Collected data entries
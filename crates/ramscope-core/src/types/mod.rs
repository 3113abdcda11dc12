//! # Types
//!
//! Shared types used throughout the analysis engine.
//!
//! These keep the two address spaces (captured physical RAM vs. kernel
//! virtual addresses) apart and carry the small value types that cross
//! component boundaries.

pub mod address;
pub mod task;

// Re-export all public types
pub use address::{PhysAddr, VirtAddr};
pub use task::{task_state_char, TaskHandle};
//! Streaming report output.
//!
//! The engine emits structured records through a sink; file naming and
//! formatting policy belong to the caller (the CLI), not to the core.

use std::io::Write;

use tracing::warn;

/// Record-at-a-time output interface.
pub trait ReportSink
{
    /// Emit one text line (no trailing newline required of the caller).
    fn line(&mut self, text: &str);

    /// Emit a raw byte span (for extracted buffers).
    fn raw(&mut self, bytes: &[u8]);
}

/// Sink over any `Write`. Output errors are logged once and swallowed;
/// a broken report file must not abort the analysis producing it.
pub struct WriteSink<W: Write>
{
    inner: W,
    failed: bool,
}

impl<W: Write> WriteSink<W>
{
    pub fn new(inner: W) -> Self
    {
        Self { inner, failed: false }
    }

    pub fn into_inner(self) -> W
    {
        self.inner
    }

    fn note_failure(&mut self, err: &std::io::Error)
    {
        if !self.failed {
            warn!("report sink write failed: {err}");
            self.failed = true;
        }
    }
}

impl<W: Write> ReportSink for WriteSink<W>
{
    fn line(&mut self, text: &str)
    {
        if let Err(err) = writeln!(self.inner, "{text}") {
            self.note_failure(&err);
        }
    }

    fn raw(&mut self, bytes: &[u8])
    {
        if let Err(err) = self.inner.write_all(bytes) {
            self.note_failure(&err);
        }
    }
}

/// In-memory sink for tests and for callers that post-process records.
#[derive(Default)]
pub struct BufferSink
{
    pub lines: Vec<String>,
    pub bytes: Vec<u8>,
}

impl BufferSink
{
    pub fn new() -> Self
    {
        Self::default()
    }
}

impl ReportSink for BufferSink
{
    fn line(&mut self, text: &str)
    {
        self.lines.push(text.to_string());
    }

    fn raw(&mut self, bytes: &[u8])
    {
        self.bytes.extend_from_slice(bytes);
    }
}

YOUR ASSIGNMENT
Output the lines from the one with "#[derive(Default)]" through the end of the records above, exactly, including both ends, and nothing besides.

OUTPUT OF THE TASK
#[derive(Default)]
pub struct BufferSink
{
    pub lines: Vec<String>,
    pub bytes: Vec<u8>,
}

impl BufferSink
{
    pub fn new() -> Self
    {
        Self::default()
    }
}

impl ReportSink for BufferSink
{
    fn line(&mut self, text: &str)
    {
        self.lines.push(text.to_string());
    }

    fn raw(&mut self, bytes: &[u8])
    {
        self.bytes.extend_from_slice(bytes);
    }
}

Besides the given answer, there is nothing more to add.